### [Work to complete]
Each line of the listing below containing the word "structures" should be returned.

### [Source data]
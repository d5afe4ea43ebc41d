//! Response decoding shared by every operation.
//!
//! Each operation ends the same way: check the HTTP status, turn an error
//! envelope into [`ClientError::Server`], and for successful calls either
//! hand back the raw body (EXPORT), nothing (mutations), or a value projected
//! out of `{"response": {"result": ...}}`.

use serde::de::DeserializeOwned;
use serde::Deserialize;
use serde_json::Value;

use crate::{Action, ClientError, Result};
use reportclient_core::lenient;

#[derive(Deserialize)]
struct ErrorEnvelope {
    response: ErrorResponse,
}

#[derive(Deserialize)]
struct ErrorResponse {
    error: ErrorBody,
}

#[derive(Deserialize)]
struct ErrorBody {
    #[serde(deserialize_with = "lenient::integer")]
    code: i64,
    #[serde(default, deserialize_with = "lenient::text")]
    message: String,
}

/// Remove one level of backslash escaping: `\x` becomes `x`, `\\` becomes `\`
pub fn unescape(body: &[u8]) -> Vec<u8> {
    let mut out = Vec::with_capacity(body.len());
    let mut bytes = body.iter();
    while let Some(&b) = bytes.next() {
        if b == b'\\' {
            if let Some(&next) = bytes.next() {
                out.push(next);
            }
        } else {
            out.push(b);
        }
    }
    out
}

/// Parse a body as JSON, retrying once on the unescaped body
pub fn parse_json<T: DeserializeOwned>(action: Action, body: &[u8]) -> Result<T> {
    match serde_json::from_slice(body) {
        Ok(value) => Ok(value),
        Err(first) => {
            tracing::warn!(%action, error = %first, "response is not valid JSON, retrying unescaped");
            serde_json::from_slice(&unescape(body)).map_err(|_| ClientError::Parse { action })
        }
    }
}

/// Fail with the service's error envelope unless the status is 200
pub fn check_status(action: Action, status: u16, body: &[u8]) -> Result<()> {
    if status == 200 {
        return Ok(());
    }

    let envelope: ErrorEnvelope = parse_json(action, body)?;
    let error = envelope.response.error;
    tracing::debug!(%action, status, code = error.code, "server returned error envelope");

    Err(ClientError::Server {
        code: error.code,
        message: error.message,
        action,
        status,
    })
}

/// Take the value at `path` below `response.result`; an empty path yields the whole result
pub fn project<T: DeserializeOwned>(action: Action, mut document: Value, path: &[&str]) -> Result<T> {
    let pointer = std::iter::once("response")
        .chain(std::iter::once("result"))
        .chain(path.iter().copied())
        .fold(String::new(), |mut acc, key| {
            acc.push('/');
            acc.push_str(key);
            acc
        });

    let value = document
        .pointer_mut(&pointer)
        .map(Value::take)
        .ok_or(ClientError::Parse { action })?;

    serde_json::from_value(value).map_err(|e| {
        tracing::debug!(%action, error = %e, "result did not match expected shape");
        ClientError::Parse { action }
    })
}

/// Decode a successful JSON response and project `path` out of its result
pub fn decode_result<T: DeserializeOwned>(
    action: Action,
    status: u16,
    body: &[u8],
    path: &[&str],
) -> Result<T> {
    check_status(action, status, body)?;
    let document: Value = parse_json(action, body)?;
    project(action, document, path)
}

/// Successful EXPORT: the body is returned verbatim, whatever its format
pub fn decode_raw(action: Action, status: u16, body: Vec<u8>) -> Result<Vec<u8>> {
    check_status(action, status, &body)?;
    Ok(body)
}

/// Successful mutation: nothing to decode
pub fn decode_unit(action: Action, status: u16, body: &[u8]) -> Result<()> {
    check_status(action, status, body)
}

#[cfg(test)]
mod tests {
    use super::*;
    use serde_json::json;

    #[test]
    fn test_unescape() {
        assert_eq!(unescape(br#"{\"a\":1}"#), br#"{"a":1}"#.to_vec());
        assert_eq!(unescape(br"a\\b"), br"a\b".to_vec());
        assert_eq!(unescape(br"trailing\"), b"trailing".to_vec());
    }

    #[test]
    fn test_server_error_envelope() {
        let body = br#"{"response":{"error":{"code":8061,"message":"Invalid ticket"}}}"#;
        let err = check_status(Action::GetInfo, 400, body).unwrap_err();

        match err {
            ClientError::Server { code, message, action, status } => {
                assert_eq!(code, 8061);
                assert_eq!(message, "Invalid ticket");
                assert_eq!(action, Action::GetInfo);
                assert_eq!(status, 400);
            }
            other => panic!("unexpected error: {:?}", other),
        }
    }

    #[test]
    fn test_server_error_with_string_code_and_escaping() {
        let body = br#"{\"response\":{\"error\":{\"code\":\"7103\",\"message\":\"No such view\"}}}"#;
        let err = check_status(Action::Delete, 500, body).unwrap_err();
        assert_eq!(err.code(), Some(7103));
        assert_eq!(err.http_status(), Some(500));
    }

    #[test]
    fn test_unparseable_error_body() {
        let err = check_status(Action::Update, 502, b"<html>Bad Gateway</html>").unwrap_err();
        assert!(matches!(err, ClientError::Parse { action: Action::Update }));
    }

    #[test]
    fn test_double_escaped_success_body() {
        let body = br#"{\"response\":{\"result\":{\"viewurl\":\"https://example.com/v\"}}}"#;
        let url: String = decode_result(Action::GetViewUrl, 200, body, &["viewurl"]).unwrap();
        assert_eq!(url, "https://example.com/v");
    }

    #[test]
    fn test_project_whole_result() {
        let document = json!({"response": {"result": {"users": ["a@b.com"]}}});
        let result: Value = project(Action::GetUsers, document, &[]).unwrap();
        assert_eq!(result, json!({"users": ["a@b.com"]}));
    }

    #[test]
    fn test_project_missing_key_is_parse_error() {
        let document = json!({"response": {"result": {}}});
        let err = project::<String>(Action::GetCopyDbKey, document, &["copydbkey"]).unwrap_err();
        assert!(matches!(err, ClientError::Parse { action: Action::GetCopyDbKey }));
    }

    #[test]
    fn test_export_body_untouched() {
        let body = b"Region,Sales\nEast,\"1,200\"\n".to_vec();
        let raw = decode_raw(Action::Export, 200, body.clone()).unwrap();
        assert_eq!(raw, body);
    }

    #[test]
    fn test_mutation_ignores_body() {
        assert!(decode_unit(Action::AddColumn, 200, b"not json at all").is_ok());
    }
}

* * *

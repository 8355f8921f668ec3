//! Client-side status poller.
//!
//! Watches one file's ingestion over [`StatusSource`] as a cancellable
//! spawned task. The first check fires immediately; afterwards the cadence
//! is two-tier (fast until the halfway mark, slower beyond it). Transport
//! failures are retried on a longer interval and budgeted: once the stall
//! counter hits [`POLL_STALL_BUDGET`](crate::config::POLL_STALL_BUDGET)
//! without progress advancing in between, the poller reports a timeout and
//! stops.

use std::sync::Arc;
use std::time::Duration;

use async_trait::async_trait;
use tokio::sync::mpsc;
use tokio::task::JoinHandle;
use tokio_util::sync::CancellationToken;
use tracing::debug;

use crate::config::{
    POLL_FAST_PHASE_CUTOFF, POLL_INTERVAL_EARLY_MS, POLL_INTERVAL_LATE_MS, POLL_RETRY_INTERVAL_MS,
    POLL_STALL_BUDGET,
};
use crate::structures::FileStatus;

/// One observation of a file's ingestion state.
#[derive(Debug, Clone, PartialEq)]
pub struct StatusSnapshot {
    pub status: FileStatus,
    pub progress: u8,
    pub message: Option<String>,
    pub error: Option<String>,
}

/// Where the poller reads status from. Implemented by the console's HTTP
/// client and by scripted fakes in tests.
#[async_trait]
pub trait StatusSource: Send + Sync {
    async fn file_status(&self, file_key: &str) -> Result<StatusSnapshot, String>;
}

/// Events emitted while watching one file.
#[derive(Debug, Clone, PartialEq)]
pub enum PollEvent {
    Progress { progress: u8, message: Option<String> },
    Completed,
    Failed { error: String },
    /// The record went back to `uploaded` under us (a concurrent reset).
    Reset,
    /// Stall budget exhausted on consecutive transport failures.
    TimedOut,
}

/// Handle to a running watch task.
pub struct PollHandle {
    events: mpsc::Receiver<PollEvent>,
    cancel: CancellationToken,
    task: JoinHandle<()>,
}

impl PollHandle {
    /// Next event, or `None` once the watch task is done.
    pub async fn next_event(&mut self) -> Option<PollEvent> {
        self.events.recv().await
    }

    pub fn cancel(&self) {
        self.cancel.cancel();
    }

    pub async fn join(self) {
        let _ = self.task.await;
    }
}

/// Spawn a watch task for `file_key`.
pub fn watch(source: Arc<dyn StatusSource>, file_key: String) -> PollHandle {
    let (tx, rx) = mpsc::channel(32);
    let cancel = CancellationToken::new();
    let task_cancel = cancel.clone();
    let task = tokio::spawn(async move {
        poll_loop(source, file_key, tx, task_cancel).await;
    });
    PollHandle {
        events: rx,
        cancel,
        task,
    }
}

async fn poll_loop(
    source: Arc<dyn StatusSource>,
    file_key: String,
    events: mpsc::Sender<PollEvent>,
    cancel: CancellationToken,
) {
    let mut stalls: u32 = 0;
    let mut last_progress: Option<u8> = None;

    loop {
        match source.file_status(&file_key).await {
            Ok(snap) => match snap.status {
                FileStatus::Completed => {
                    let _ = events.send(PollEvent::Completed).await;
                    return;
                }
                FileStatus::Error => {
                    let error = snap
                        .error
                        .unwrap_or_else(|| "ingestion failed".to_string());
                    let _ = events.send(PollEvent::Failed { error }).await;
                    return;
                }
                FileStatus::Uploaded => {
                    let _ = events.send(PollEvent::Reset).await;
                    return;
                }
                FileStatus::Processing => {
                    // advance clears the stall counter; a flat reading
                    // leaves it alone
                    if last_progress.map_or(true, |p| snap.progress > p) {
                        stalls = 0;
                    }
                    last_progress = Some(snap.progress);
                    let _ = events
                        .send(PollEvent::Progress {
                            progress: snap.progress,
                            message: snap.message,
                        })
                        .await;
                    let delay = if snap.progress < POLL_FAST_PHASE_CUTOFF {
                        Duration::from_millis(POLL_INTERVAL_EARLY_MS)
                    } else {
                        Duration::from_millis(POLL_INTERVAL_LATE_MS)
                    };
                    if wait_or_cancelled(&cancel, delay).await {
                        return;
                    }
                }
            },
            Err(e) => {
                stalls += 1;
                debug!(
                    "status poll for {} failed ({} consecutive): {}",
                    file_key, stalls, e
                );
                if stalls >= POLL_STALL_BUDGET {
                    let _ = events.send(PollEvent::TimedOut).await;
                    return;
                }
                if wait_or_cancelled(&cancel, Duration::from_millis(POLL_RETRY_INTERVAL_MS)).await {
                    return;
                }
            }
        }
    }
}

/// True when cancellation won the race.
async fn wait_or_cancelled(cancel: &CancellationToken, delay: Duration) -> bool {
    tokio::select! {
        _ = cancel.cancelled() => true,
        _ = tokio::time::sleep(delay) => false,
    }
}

==

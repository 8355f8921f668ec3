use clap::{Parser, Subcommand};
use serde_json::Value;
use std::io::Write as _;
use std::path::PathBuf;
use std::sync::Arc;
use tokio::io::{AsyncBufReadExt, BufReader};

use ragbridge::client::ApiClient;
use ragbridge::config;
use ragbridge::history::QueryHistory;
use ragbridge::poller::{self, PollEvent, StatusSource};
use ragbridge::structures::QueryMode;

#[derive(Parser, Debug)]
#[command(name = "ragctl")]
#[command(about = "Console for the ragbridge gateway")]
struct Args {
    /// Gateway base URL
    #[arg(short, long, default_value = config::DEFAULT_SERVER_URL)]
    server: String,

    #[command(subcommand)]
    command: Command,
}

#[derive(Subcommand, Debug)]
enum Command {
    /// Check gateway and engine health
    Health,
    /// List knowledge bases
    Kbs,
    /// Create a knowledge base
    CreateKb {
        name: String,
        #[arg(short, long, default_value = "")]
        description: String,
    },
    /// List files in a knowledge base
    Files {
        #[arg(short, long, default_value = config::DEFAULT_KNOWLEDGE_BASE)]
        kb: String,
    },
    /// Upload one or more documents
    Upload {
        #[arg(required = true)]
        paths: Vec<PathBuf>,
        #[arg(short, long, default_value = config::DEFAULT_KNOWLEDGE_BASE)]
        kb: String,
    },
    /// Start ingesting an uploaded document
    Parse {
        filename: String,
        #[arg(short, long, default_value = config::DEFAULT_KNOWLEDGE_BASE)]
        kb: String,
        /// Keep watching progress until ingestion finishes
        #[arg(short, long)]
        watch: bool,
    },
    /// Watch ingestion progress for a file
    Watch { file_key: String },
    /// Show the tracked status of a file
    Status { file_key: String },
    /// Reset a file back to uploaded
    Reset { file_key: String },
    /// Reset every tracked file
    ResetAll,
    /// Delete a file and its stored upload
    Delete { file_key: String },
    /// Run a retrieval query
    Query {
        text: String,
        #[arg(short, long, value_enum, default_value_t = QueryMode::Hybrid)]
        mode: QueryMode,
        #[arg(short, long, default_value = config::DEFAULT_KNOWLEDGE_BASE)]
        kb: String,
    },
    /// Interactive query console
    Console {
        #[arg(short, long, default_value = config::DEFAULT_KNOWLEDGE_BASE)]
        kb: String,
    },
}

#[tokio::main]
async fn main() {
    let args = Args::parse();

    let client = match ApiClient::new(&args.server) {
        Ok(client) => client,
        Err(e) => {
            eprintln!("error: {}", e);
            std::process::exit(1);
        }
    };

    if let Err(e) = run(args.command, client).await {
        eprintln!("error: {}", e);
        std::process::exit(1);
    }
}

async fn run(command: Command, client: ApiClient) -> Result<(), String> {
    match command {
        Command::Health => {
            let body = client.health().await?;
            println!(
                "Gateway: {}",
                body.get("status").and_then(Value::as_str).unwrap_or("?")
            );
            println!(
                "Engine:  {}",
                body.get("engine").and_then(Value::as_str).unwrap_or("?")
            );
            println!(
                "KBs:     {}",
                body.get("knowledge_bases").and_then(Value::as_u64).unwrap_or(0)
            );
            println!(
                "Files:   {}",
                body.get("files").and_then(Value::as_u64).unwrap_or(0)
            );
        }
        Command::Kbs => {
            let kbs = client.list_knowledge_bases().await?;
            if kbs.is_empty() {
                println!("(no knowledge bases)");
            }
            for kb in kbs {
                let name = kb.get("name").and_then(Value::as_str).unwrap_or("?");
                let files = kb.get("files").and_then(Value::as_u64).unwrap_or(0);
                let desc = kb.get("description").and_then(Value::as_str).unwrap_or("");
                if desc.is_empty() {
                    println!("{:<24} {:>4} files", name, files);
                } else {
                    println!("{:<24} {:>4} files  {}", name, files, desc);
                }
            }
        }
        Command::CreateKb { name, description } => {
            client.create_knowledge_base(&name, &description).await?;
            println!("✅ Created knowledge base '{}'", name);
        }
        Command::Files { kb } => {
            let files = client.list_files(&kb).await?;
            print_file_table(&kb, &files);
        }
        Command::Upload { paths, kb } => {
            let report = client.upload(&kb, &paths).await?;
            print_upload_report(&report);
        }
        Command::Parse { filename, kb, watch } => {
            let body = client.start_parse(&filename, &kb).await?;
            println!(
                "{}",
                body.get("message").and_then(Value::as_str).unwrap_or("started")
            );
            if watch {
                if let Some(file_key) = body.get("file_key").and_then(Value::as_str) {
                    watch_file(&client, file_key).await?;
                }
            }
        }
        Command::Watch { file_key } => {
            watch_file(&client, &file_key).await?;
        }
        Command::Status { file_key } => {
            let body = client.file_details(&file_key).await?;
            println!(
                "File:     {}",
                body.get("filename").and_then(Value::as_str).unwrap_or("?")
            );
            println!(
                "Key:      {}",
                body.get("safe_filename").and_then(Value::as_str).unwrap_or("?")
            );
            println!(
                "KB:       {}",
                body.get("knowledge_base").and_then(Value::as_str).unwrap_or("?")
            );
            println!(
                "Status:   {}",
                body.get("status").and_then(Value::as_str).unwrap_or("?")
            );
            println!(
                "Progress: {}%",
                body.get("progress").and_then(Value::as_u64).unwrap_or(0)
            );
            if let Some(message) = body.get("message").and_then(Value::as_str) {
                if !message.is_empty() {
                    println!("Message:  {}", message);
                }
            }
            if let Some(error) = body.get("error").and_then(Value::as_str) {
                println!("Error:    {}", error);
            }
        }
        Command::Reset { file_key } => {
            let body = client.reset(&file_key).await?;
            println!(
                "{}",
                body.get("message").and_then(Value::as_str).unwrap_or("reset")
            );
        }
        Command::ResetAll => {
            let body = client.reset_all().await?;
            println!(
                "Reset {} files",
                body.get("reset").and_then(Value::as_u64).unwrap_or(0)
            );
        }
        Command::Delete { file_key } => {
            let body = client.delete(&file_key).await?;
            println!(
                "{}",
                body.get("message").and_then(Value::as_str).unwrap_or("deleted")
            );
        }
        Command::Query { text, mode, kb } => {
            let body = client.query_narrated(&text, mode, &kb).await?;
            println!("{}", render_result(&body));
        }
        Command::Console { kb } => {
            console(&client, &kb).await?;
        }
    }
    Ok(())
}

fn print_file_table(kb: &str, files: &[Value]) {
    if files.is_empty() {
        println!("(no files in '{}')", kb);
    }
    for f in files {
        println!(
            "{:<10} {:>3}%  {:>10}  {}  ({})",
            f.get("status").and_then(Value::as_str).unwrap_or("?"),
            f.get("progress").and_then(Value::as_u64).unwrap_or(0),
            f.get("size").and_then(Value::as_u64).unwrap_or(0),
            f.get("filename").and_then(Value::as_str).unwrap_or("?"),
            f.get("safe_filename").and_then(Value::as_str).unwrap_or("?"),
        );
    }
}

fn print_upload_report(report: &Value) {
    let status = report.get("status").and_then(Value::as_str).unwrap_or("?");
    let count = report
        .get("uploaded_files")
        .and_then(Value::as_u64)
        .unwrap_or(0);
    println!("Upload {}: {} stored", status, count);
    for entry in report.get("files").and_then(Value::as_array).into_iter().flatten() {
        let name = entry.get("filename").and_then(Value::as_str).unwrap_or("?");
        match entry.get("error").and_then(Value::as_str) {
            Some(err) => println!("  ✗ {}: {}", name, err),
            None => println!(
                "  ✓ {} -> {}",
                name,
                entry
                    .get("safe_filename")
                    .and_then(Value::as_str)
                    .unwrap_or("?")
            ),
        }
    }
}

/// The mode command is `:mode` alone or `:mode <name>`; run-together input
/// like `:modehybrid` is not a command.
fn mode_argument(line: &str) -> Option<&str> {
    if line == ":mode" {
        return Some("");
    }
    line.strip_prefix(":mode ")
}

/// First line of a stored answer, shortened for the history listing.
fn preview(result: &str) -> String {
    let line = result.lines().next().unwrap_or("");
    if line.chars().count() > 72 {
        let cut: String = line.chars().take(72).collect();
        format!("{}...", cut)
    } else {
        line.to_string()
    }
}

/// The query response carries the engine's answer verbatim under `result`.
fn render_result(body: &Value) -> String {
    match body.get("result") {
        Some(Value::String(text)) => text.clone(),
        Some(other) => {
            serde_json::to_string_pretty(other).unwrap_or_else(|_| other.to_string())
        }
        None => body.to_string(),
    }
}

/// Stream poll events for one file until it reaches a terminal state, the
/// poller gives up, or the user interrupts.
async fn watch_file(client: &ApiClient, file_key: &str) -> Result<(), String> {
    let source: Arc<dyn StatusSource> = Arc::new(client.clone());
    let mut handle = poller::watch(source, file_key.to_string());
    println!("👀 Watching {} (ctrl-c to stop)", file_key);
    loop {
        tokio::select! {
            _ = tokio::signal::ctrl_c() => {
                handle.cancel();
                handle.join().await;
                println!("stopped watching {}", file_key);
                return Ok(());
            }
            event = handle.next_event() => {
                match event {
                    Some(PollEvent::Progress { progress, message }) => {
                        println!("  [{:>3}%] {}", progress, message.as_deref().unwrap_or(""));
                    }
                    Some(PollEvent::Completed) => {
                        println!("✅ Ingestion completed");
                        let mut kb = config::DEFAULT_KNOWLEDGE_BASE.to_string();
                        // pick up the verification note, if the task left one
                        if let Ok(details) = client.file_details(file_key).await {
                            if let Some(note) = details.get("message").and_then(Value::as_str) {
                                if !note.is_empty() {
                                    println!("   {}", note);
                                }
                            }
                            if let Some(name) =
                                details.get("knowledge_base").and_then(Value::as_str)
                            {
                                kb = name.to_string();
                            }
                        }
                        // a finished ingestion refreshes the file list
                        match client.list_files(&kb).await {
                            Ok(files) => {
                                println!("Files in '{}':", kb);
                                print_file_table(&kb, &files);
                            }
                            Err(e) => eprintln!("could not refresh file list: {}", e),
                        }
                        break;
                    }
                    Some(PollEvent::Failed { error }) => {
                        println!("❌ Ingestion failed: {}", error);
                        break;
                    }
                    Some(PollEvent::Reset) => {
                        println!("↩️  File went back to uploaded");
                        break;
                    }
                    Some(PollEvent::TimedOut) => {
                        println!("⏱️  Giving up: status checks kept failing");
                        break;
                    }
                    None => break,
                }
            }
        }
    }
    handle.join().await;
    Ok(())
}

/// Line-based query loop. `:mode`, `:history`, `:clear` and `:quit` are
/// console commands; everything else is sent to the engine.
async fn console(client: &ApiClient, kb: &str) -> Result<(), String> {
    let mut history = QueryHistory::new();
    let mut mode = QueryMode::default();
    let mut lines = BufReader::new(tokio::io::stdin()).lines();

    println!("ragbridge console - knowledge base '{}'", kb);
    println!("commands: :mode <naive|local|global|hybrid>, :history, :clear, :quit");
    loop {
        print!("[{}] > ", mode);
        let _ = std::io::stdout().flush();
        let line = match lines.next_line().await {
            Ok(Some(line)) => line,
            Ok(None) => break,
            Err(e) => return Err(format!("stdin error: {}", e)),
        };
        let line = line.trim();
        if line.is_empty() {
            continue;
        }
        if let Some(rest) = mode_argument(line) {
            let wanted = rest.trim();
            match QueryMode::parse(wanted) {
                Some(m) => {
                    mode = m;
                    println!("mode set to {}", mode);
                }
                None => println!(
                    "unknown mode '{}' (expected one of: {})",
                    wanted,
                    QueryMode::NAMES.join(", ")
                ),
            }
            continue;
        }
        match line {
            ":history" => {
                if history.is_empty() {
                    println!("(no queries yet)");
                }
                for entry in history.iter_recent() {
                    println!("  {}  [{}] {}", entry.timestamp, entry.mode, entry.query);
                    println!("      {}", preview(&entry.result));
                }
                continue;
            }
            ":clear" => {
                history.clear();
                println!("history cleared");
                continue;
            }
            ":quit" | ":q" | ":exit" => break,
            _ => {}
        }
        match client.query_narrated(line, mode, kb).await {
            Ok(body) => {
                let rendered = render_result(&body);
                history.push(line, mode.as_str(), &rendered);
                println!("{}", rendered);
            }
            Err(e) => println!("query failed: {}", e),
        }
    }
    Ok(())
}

### [Answer box]
use crate::structures::FileStatus;
use ragbridge::structures::QueryMode;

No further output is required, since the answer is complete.